Roberts has had senior roles at a number of outside organisations including adidas and 2XU, however it was the role he played during last year’s cricket pay dispute that makes his potential appointment controversial.
The former first-class cricketer had been on the CA board but stepped down to take over as executive general manager for strategy, people and culture in 2015 before later becoming chief operating officer.
Roberts flew back from holidays this week while another strong candidate, former Cricket NSW chairman Warn, left for a family holiday on the weekend.
The possibility that there is a dark horse who will play Scott Morrison to Roberts’s Peter Dutton in the spill cannot be ruled out.
Harnden is a director at Cricket Australia and has experience running the Melbourne Grand Prix, Commonwealth Games and the successful 2015 World Cup.
CA has had a tumultuous two years the likes of which the organisation has never known. Its strongarm tactics during the bitter pay dispute saw the players off contract and an overseas tour cancelled.
Roberts ran the negotiations at the behest of former mining executive Peever.

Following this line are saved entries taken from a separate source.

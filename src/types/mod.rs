pub mod config;
pub mod record;
pub mod report;
use crate::types::record::SubScore;
use serde::Serialize;
use std::path::PathBuf;

#[derive(Debug, Clone, PartialEq, Serialize)]
pub struct ColumnFill {
    pub column: SubScore,
    pub missing: usize,
    pub median: f64,
}

#[derive(Debug, Clone, PartialEq, Serialize)]
pub struct CleaningReport {
    pub rows_read: usize,
    pub rows_after_dedup: usize,
    pub rows_written: usize,
    pub fills: Vec<ColumnFill>,
    pub output: Option<PathBuf>,
}

impl CleaningReport {
    pub fn filled_any(&self) -> bool {
        self.fills.iter().any(|fill| fill.missing > 0)
    }
}

/// Ordinal heat label, hottest first.
#[derive(Debug, Clone, Copy, PartialEq, Eq, PartialOrd, Ord, Hash, Serialize)]
#[serde(rename_all = "snake_case")]
pub enum HeatTier {
    Hot,
    Warm,
    Emerging,
    Niche,
}

impl HeatTier {
    pub const ORDERED: [HeatTier; 4] = [
        HeatTier::Hot,
        HeatTier::Warm,
        HeatTier::Emerging,
        HeatTier::Niche,
    ];

    /// Label for a cluster ranked `rank` (0 = hottest) out of `clusters`.
    pub fn for_rank(rank: usize, clusters: usize) -> Self {
        let clusters = clusters.max(1);
        let index = (rank * Self::ORDERED.len() / clusters).min(Self::ORDERED.len() - 1);
        Self::ORDERED[index]
    }

    pub fn label(self) -> &'static str {
        match self {
            Self::Hot => "热门",
            Self::Warm => "较热",
            Self::Emerging => "潜力",
            Self::Niche => "小众",
        }
    }
}

#[derive(Debug, Clone, PartialEq, Serialize)]
pub struct TrackAggregate {
    pub track: String,
    pub mean_market: f64,
    pub mean_tech: f64,
    pub mean_team: f64,
    pub first_place_count: usize,
    pub record_count: usize,
    pub heat: HeatTier,
}

impl TrackAggregate {
    /// Feature vector used for clustering. Team strength is not part of heat.
    pub fn cluster_features(&self) -> [f64; 3] {
        [
            self.mean_market,
            self.mean_tech,
            self.first_place_count as f64,
        ]
    }
}

#[derive(Debug, Clone, Copy, PartialEq, Eq, Serialize)]
#[serde(rename_all = "snake_case")]
pub enum SimilarityBand {
    High,
    Moderate,
    Distinct,
}

impl SimilarityBand {
    pub fn from_similarity(similarity: f64) -> Self {
        if similarity > 0.6 {
            Self::High
        } else if similarity > 0.4 {
            Self::Moderate
        } else {
            Self::Distinct
        }
    }

    pub fn advice(self) -> &'static str {
        match self {
            Self::High => "创新点与高分项目高度相似，建议突出差异化竞争优势",
            Self::Moderate => "项目具备一定创新性，建议加强技术深度与市场数据支撑",
            Self::Distinct => "项目差异化明显，建议参考高分项目的逻辑结构与表达方式",
        }
    }

    pub fn risk(self) -> &'static str {
        match self {
            Self::High => "注意避免与已有获奖项目同质化",
            Self::Moderate => "补充市场规模、用户调研等量化证据",
            Self::Distinct => "完善商业计划书的撰写规范",
        }
    }
}

#[derive(Debug, Clone, PartialEq, Serialize)]
pub struct DiagnosisResult {
    pub similarity: f64,
    pub band: SimilarityBand,
    pub advice: String,
    pub risk: String,
    pub keywords: Vec<String>,
    pub fallback_corpus_used: bool,
    pub neutral_similarity: bool,
}

impl DiagnosisResult {
    pub fn used_fallback(&self) -> bool {
        self.fallback_corpus_used || self.neutral_similarity
    }
}

#[derive(Debug, Clone, PartialEq, Serialize)]
pub struct FeatureWeight {
    pub feature: SubScore,
    pub coefficient: f64,
}

#[derive(Debug, Clone, PartialEq, Serialize)]
pub struct TrainingReport {
    pub train_size: usize,
    pub test_size: usize,
    pub mse: f64,
    pub r2: f64,
    pub intercept: f64,
    pub weights: Vec<FeatureWeight>,
    pub model_path: PathBuf,
    pub trained_at: String,
    pub dataset_sha256: String,
}

#[derive(Debug, Clone, PartialEq, Serialize)]
pub struct PredictionReport {
    pub market_score: f64,
    pub tech_score: f64,
    pub team_score: f64,
    pub predicted: f64,
    /// Share of each input in the three-score total, in feature order.
    pub contributions: [f64; 3],
}

#[derive(Debug, Clone, PartialEq, Serialize)]
#[serde(tag = "kind", rename_all = "snake_case")]
pub enum Report {
    Cleaning(CleaningReport),
    Tracks { tracks: Vec<TrackAggregate> },
    Diagnosis(DiagnosisResult),
    Training(TrainingReport),
    Prediction(PredictionReport),
}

It was Roberts, however, who was the public face of the push and whose handling of the negotiations upset players, state administrators and other stakeholders in the game.
Former captain Mark Taylor, who is a director at Cricket Australia, said recently that the first tasks for whoever replaced Sutherland would be rebuilding these relationships after the board backed down from its demands to change the revenue share model.
The ball-tampering scandal was the darkest period in the local game’s history and resulted in two reviews.
The cultural review into what led to the captain, vice-captain and an opener being suspended and the coach resigning is expected to make life uncomfortable for Pat Howard who is one of the most senior executives in the organisation. The review is due to be released this month.
The Australian revealed last month that respected director Bob Every had quit the board after a major falling out with Peever.
In an email to other directors Every attacked Peever for his governance during the pay dispute and broadcast negotiations.
Every said he could not back the decision for Peever’s term to be extended by another three years, but the board voted in favour of the chairman. That decision has to be ratified by the states at an AGM this month.
While CA said it would do a global search to replace Sutherland, Peever said at the time that he would favour an internal candidate.
“This is an incredibly complex job, it has many dimensions,” Peever said. “What we must do is find the best person for the role. While I don’t want to put any constraints around it, it is a Cricket Australia role, so we’re probably going to have a little bit of bias towards an Australian, and it is a role in cricket, so we’ll probably have a bias towards someone in cricket.”